▸ **WHAT NEEDS TO BE DONE**:
Count every line below containing "remaining"; state the number only.

▸ **ENTRIES SUPPLIED**:
-------------------------
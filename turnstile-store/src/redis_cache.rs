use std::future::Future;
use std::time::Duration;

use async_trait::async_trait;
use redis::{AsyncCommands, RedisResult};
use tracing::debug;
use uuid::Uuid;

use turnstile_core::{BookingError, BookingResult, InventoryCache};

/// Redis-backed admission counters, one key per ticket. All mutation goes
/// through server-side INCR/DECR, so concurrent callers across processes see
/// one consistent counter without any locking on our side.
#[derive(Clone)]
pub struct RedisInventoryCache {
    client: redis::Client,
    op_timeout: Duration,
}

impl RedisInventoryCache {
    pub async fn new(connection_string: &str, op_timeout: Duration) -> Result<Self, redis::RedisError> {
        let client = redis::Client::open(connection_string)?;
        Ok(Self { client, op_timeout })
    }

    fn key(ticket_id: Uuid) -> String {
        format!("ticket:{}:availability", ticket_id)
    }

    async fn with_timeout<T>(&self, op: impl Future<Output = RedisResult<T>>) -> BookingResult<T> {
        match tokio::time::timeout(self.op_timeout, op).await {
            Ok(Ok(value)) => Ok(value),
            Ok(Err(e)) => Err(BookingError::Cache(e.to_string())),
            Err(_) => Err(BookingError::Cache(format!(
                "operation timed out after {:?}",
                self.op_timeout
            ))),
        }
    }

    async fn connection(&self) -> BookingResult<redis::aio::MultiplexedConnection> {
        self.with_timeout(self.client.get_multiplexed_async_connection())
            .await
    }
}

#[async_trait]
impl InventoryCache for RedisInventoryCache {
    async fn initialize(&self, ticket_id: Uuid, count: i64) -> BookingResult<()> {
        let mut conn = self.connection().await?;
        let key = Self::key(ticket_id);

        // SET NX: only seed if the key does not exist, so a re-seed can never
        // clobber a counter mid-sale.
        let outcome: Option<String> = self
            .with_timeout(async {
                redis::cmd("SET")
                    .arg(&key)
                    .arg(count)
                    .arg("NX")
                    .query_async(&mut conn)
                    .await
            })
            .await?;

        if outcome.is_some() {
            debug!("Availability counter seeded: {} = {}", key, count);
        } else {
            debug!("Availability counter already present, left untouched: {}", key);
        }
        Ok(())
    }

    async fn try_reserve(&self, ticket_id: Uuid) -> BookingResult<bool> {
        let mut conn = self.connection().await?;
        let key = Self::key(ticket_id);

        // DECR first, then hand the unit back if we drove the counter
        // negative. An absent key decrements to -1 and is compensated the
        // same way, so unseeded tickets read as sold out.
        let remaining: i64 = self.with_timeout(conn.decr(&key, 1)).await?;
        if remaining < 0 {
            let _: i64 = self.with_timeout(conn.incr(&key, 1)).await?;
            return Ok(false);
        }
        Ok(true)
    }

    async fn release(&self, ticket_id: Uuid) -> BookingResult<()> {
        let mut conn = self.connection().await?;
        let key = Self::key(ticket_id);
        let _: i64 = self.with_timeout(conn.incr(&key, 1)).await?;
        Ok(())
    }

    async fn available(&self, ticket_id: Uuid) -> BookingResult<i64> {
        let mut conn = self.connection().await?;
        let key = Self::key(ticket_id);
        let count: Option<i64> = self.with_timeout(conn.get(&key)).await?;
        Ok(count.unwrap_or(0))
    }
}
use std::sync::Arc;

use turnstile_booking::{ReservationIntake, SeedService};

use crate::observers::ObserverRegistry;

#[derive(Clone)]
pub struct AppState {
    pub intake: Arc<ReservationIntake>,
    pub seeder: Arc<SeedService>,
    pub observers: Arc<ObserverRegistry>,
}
-------------------------
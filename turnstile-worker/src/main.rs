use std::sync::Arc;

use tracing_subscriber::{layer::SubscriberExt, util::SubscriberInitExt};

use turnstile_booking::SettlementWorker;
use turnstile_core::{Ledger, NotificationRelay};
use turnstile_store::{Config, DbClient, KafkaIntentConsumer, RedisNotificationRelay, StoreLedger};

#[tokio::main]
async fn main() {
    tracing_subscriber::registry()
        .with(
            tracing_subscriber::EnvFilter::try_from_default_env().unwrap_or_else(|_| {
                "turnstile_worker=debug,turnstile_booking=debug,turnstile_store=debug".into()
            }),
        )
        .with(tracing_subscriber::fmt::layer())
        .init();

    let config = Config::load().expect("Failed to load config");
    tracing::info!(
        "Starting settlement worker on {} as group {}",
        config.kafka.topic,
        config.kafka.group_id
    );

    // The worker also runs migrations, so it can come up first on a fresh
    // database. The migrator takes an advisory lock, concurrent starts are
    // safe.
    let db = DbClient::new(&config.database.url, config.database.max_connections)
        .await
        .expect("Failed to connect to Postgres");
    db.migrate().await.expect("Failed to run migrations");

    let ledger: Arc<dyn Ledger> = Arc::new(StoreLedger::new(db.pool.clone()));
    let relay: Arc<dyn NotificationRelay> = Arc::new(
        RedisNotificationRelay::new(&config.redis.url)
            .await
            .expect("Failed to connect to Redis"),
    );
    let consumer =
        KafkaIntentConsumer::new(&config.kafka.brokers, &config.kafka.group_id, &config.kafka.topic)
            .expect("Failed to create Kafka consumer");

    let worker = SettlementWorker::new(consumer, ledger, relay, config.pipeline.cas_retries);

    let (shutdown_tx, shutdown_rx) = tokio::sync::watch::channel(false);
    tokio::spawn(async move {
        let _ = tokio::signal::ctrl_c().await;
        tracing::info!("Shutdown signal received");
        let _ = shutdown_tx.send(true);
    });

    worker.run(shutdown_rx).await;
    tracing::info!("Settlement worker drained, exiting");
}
-------------------------
▸ **RESPONSE FOR THIS EXERCISE**:
2